Problem statement → An exact retyping of every record is required.

The data below:

//! Shared data model, error taxonomy and configuration for Ad Lift.

pub mod config;
pub mod error;
pub mod types;

pub use crate::config::{AppConfig, CleaningConfig, ExportConfig};
pub use crate::error::{AdliftError, AdliftResult, MissingColumn};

End of The data.

Response for this exercise →
//! Shared data model, error taxonomy and configuration for Ad Lift.

pub mod config;
pub mod error;
pub mod types;

pub use crate::config::{AppConfig, CleaningConfig, ExportConfig};
pub use crate::error::{AdliftError, AdliftResult, MissingColumn};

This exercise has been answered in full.